Foster The People are “seriously thinking of retiring” ‘Pumped Up Kicks’ over controversial lyrics

The group have been accused of glamorising gun violence

Foster The People have revealed that they are “seriously thinking of retiring” their hit ‘Pumped Up Kicks’ due to the controversy surrounding its lyrics.

The modern indie classic, which was released in 2010, is about a young school student called Robert who imagines shooting his classmates.

Some of the lyrics include: “Yeah, he found a six-shooter gun/ In his dad’s closet, boy in a box of fun things/ I don’t even know what/ But he’s coming for you, yeah, he’s coming for you.”

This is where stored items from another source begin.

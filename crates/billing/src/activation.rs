//! Settlement and subscription activation
//!
//! Marks an invoice PAID and gives the tenant what it paid for, in one
//! transaction with the invoice row locked. Entry points are operator
//! confirmation of a manual transfer and payment-engine webhooks.
//!
//! A lifetime invoice cancels any running subscription and grants a lifetime
//! one. A subscription invoice extends the tenant's ACTIVE subscription (or the
//! lapsed one it was issued for) up to the paid period's end, or creates one.

use serde::Serialize;
use sqlx::{PgConnection, PgPool};
use time::OffsetDateTime;
use uuid::Uuid;

use kampung_shared::types::{
    Invoice, InvoiceStatus, InvoiceType, Subscription, SubscriptionStatus, SubscriptionType,
    UserRole,
};

use crate::config::{BillingConfig, FeeRate, PlanCatalog};
use crate::error::{BillingError, BillingResult};
use crate::events::{ActorType, BillingEventBuilder, BillingEventLogger, BillingEventType};
use crate::invoices;
use crate::payment::regenerate_ledger;

/// Where a settlement came from
#[derive(Debug, Clone)]
pub enum SettlementSource {
    Manual { operator_id: Uuid },
    Provider { name: String },
}

impl SettlementSource {
    fn actor(&self) -> (Option<Uuid>, ActorType) {
        match self {
            Self::Manual { operator_id } => (Some(*operator_id), ActorType::Operator),
            Self::Provider { .. } => (None, ActorType::PaymentEngine),
        }
    }
}

/// What activation will do to the tenant's subscriptions
#[derive(Debug, Clone, PartialEq, Eq)]
pub enum ActivationPlan {
    /// Cancel running subscriptions and create a lifetime one
    GrantLifetime,
    /// Tenant already holds a lifetime subscription
    AlreadyLifetime { subscription_id: Uuid },
    /// Move an existing subscription's end forward (reactivating it if lapsed)
    Extend {
        subscription_id: Uuid,
        subscription_type: SubscriptionType,
        ends_at: OffsetDateTime,
    },
    Create {
        subscription_type: SubscriptionType,
        starts_at: OffsetDateTime,
        ends_at: OffsetDateTime,
    },
}

/// Decide how a paid invoice changes the tenant's subscriptions.
///
/// `active` is the tenant's ACTIVE subscription, `linked` the subscription the
/// invoice was issued for (possibly lapsed).
pub fn plan_activation(
    invoice: &Invoice,
    active: Option<&Subscription>,
    linked: Option<&Subscription>,
    plans: &PlanCatalog,
) -> BillingResult<ActivationPlan> {
    if let Some(sub) = active.filter(|s| s.is_active_lifetime()) {
        return Ok(ActivationPlan::AlreadyLifetime {
            subscription_id: sub.id,
        });
    }

    if invoice.invoice_type == InvoiceType::Lifetime {
        return Ok(ActivationPlan::GrantLifetime);
    }

    let catalog_type = plans.price(&invoice.plan_code).map(|p| p.subscription_type);
    let period_end = match invoice.service_period_end {
        Some(end) => end,
        None => catalog_type
            .and_then(|t| t.advance(invoice.service_period_start))
            .ok_or_else(|| {
                BillingError::Validation(format!(
                    "Invoice {} has no service period end",
                    invoice.invoice_number
                ))
            })?,
    };

    let target = active.or(linked.filter(|s| s.subscription_type != SubscriptionType::Lifetime));

    match target {
        Some(sub) => {
            let ends_at = match sub.ends_at {
                Some(current) if current > period_end => current,
                _ => period_end,
            };
            Ok(ActivationPlan::Extend {
                subscription_id: sub.id,
                subscription_type: catalog_type
                    .filter(|t| *t != SubscriptionType::Lifetime)
                    .unwrap_or(sub.subscription_type),
                ends_at,
            })
        }
        None => {
            let subscription_type = catalog_type
                .filter(|t| *t != SubscriptionType::Lifetime)
                .ok_or_else(|| BillingError::UnknownPlan(invoice.plan_code.clone()))?;
            Ok(ActivationPlan::Create {
                subscription_type,
                starts_at: invoice.service_period_start,
                ends_at: period_end,
            })
        }
    }
}

#[derive(Debug, Clone, Serialize)]
pub struct SettlementOutcome {
    pub invoice_id: Uuid,
    pub tenant_id: Uuid,
    /// Invoice was already PAID; nothing changed
    pub already_paid: bool,
    pub subscription_id: Option<Uuid>,
    #[serde(with = "time::serde::rfc3339::option")]
    pub subscription_ends_at: Option<OffsetDateTime>,
}

/// Activation service
pub struct ActivationService {
    pool: PgPool,
    fee: FeeRate,
    plans: PlanCatalog,
}

impl ActivationService {
    pub fn new(pool: PgPool, config: &BillingConfig) -> Self {
        Self {
            pool,
            fee: config.platform_fee,
            plans: config.plans.clone(),
        }
    }

    /// Operator confirms a manual bank transfer
    pub async fn confirm_manual(
        &self,
        invoice_id: Uuid,
        operator_id: Uuid,
        role: UserRole,
    ) -> BillingResult<SettlementOutcome> {
        if !role.can_confirm_payments() {
            return Err(BillingError::PermissionDenied(
                "Only platform operators can confirm payments".to_string(),
            ));
        }

        self.settle(invoice_id, SettlementSource::Manual { operator_id })
            .await
    }

    /// Payment engine reported the invoice as paid. Repeated notifications are no-ops.
    pub async fn settle_from_provider(
        &self,
        invoice_id: Uuid,
        provider: &str,
    ) -> BillingResult<SettlementOutcome> {
        self.settle(
            invoice_id,
            SettlementSource::Provider {
                name: provider.to_string(),
            },
        )
        .await
    }

    async fn settle(
        &self,
        invoice_id: Uuid,
        source: SettlementSource,
    ) -> BillingResult<SettlementOutcome> {
        let mut tx = self.pool.begin().await?;
        let invoice = invoices::lock_invoice(&mut *tx, invoice_id).await?;

        match (invoice.status, &source) {
            (InvoiceStatus::Paid, SettlementSource::Provider { name }) => {
                tracing::info!(
                    invoice_id = %invoice.id,
                    provider = %name,
                    "Duplicate payment notification ignored"
                );
                return Ok(SettlementOutcome {
                    invoice_id: invoice.id,
                    tenant_id: invoice.tenant_id,
                    already_paid: true,
                    subscription_id: invoice.subscription_id,
                    subscription_ends_at: None,
                });
            }
            (InvoiceStatus::Paid, SettlementSource::Manual { .. }) => {
                return Err(BillingError::StateConflict(format!(
                    "Invoice {} is already paid",
                    invoice.invoice_number
                )));
            }
            (InvoiceStatus::Canceled, _) => {
                return Err(BillingError::StateConflict(format!(
                    "Invoice {} is canceled",
                    invoice.invoice_number
                )));
            }
            (InvoiceStatus::Draft | InvoiceStatus::Unpaid, _) => {}
        }

        let now = OffsetDateTime::now_utc();
        let (actor_id, actor_type) = source.actor();

        sqlx::query(
            r#"
            UPDATE invoices
            SET status = 'PAID', paid_at = $2, paid_by = $3, updated_at = NOW()
            WHERE id = $1
            "#,
        )
        .bind(invoice.id)
        .bind(now)
        .bind(actor_id)
        .execute(&mut *tx)
        .await?;

        self.ensure_ledger(&mut *tx, &invoice).await?;

        let (subscription_id, ends_at) = self.activate(&mut *tx, &invoice, now).await?;

        let event = BillingEventBuilder::new(invoice.tenant_id, BillingEventType::InvoicePaid)
            .invoice(invoice.id)
            .data(serde_json::json!({
                "amount": invoice.amount,
                "channel": invoice.payment_channel,
                "source": match &source {
                    SettlementSource::Manual { .. } => "manual".to_string(),
                    SettlementSource::Provider { name } => name.clone(),
                },
            }))
            .actor_opt(actor_id, actor_type);
        BillingEventLogger::log_event_on(&mut *tx, event).await?;

        tx.commit().await?;

        tracing::info!(
            invoice_id = %invoice.id,
            tenant_id = %invoice.tenant_id,
            subscription_id = %subscription_id,
            actor_type = %actor_type,
            "Invoice settled"
        );

        Ok(SettlementOutcome {
            invoice_id: invoice.id,
            tenant_id: invoice.tenant_id,
            already_paid: false,
            subscription_id: Some(subscription_id),
            subscription_ends_at: ends_at,
        })
    }

    /// Invoices paid without ever going through `pay()` still need a ledger
    async fn ensure_ledger(&self, conn: &mut PgConnection, invoice: &Invoice) -> BillingResult<()> {
        let (count,): (i64,) =
            sqlx::query_as("SELECT COUNT(*) FROM invoice_revenue_splits WHERE invoice_id = $1")
                .bind(invoice.id)
                .fetch_one(&mut *conn)
                .await?;

        if count == 0 {
            regenerate_ledger(conn, invoice, self.fee).await?;
        }
        Ok(())
    }

    async fn activate(
        &self,
        conn: &mut PgConnection,
        invoice: &Invoice,
        now: OffsetDateTime,
    ) -> BillingResult<(Uuid, Option<OffsetDateTime>)> {
        let active: Option<Subscription> = sqlx::query_as(
            "SELECT * FROM subscriptions WHERE tenant_id = $1 AND status = 'ACTIVE' FOR UPDATE",
        )
        .bind(invoice.tenant_id)
        .fetch_optional(&mut *conn)
        .await?;

        let linked: Option<Subscription> = match invoice.subscription_id {
            Some(id) if active.as_ref().map(|s| s.id) != Some(id) => {
                sqlx::query_as("SELECT * FROM subscriptions WHERE id = $1 FOR UPDATE")
                    .bind(id)
                    .fetch_optional(&mut *conn)
                    .await?
            }
            _ => None,
        };

        let plan = plan_activation(invoice, active.as_ref(), linked.as_ref(), &self.plans)?;

        let (subscription_id, ends_at, event_type) = match plan {
            ActivationPlan::AlreadyLifetime { subscription_id } => {
                tracing::warn!(
                    invoice_id = %invoice.id,
                    tenant_id = %invoice.tenant_id,
                    "Payment received for a tenant that already holds a lifetime subscription"
                );
                (subscription_id, None, BillingEventType::SubscriptionActivated)
            }
            ActivationPlan::GrantLifetime => {
                let canceled = sqlx::query(
                    r#"
                    UPDATE subscriptions
                    SET status = 'CANCELED', updated_at = NOW()
                    WHERE tenant_id = $1 AND status = 'ACTIVE'
                    "#,
                )
                .bind(invoice.tenant_id)
                .execute(&mut *conn)
                .await?;

                let id = insert_subscription(
                    &mut *conn,
                    invoice,
                    SubscriptionType::Lifetime,
                    now,
                    None,
                )
                .await?;

                if canceled.rows_affected() > 0 {
                    let event = BillingEventBuilder::new(
                        invoice.tenant_id,
                        BillingEventType::SubscriptionCanceled,
                    )
                    .invoice(invoice.id)
                    .data(serde_json::json!({
                        "canceled": canceled.rows_affected(),
                        "replaced_by": id,
                    }));
                    BillingEventLogger::log_event_on(&mut *conn, event).await?;

                    tracing::info!(
                        tenant_id = %invoice.tenant_id,
                        canceled = canceled.rows_affected(),
                        "Running subscription replaced by lifetime"
                    );
                }
                (id, None, BillingEventType::LifetimeGranted)
            }
            ActivationPlan::Extend {
                subscription_id,
                subscription_type,
                ends_at,
            } => {
                sqlx::query(
                    r#"
                    UPDATE subscriptions
                    SET status = 'ACTIVE', plan_code = $2, subscription_type = $3,
                        ends_at = $4, updated_at = NOW()
                    WHERE id = $1
                    "#,
                )
                .bind(subscription_id)
                .bind(&invoice.plan_code)
                .bind(subscription_type)
                .bind(ends_at)
                .execute(&mut *conn)
                .await?;
                (subscription_id, Some(ends_at), BillingEventType::SubscriptionExtended)
            }
            ActivationPlan::Create {
                subscription_type,
                starts_at,
                ends_at,
            } => {
                let id = insert_subscription(
                    &mut *conn,
                    invoice,
                    subscription_type,
                    starts_at,
                    Some(ends_at),
                )
                .await?;
                (id, Some(ends_at), BillingEventType::SubscriptionActivated)
            }
        };

        if invoice.subscription_id.is_none() {
            sqlx::query("UPDATE invoices SET subscription_id = $2 WHERE id = $1")
                .bind(invoice.id)
                .bind(subscription_id)
                .execute(&mut *conn)
                .await?;
        }

        sqlx::query(
            r#"
            UPDATE tenants
            SET status = 'ACTIVE', subscription_ended_at = $2, updated_at = NOW()
            WHERE id = $1
            "#,
        )
        .bind(invoice.tenant_id)
        .bind(ends_at)
        .execute(&mut *conn)
        .await?;

        let event = BillingEventBuilder::new(invoice.tenant_id, event_type)
            .invoice(invoice.id)
            .data(serde_json::json!({
                "subscription_id": subscription_id,
                "plan_code": invoice.plan_code,
                "ends_at": ends_at.map(|t| t.unix_timestamp()),
            }));
        BillingEventLogger::log_event_on(&mut *conn, event).await?;

        Ok((subscription_id, ends_at))
    }
}

async fn insert_subscription(
    conn: &mut PgConnection,
    invoice: &Invoice,
    subscription_type: SubscriptionType,
    starts_at: OffsetDateTime,
    ends_at: Option<OffsetDateTime>,
) -> BillingResult<Uuid> {
    let (id,): (Uuid,) = sqlx::query_as(
        r#"
        INSERT INTO subscriptions (tenant_id, plan_code, subscription_type, status, starts_at, ends_at)
        VALUES ($1, $2, $3, $4, $5, $6)
        RETURNING id
        "#,
    )
    .bind(invoice.tenant_id)
    .bind(&invoice.plan_code)
    .bind(subscription_type)
    .bind(SubscriptionStatus::Active)
    .bind(starts_at)
    .bind(ends_at)
    .fetch_one(conn)
    .await?;

    Ok(id)
}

In an interview with Billboard, frontman Mark Foster has now explained that ‘Pumped Up Kicks’ could be cut from the group’s future live shows.

“The thing that made that song special was the public,” he said, “and the fact that people thought it was special, and it resonated and it created a conversation. And I’m proud of the conversation that it created.

“But now I’ve been very seriously thinking of retiring the song forever.”

The musician went on to say that the track “has become almost a trigger of something painful [someone] might have experienced,” adding: “And that’s not why I make music.”

He continued: “At some points, I do make music to bring awareness to something, but I make music to connect with people, and I feel like the awareness that that song brought and the conversation that that song brought, that’s been fulfilled.


“We’re still talking about it 10 years later. It still gets brought up.”

Foster previously defended the hit by reasoning that he “wrote the song to bring awareness to the issue” of gun violence in the US.

Back in 2017, Foster The People removed the single from their setlist during a show in North Carolina, with the gig taking place just one day after the Las Vegas mass shooting.

“It felt wrong for us tonight to play ‘Pumped Up Kicks. It felt like it would’ve been irreverent, even though that song is about gun violence and stopping that,” Foster told the crowd that evening.